| PROBLEM DETAILS |
Your answer should consist of the lines in the following data that contain "DrillRepo".
RECORDED INFORMATION below:
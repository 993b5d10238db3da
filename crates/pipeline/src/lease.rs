//! Keeping a lease alive while long work runs.

use std::future::Future;
use std::time::Duration;

use tokio::time::{interval_at, Instant, MissedTickBehavior};

/// Shortest renewal period, so a tiny lease never spins.
const MIN_RENEWAL: Duration = Duration::from_millis(10);

/// How often to renew a lease of length `lease`: three times per lease.
pub fn renewal_interval(lease: Duration) -> Duration {
    (lease / 3).max(MIN_RENEWAL)
}

/// Drive `work` to completion, calling `renew` every `every` until it
/// finishes. Renewal stops with `work` on every exit path.
pub async fn renewing<W, R, Fut>(work: W, every: Duration, mut renew: R) -> W::Output
where
    W: Future,
    R: FnMut() -> Fut,
    Fut: Future<Output = ()>,
{
    tokio::pin!(work);
    let every = every.max(MIN_RENEWAL);
    let mut ticker = interval_at(Instant::now() + every, every);
    ticker.set_missed_tick_behavior(MissedTickBehavior::Delay);

    loop {
        tokio::select! {
            biased;
            output = &mut work => return output,
            _ = ticker.tick() => renew().await,
        }
    }
}
//! Knowledge-base collaborator: drills the feedback may recommend.

use async_trait::async_trait;
use carlitos_core::feedback::DrillCandidate;
use carlitos_db::repositories::DrillRepo;
use carlitos_db::DbPool;

#[derive(Debug, thiserror::Error)]
#[error("knowledge base unavailable: {0}")]
pub struct KnowledgeBaseError(pub String);

#[async_trait]
pub trait KnowledgeBase: Send + Sync {
    async fn list_candidate_drills(&self) -> Result<Vec<DrillCandidate>, KnowledgeBaseError>;
}

/// Drills read from the `drills` table.
pub struct PgKnowledgeBase {
    pool: DbPool,
}

impl PgKnowledgeBase {
    pub fn new(pool: DbPool) -> Self {
        Self { pool }
    }
}

#[async_trait]
impl KnowledgeBase for PgKnowledgeBase {
    async fn list_candidate_drills(&self) -> Result<Vec<DrillCandidate>, KnowledgeBaseError> {
        DrillRepo::list_candidates(&self.pool)
            .await
            .map_err(|e| KnowledgeBaseError(e.to_string()))
    }
}

/// A fixed drill list.
#[derive(Default)]
pub struct StaticKnowledgeBase {
    drills: Vec<DrillCandidate>,
}

impl StaticKnowledgeBase {
    pub fn new(drills: Vec<DrillCandidate>) -> Self {
        Self { drills }
    }
}

#[async_trait]
impl KnowledgeBase for StaticKnowledgeBase {
    async fn list_candidate_drills(&self) -> Result<Vec<DrillCandidate>, KnowledgeBaseError> {
        Ok(self.drills.clone())
    }
}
End of RECORDED INFORMATION.
| SOLUTION FOR THIS TASK |
use carlitos_db::repositories::DrillRepo;
        DrillRepo::list_candidates(&self.pool)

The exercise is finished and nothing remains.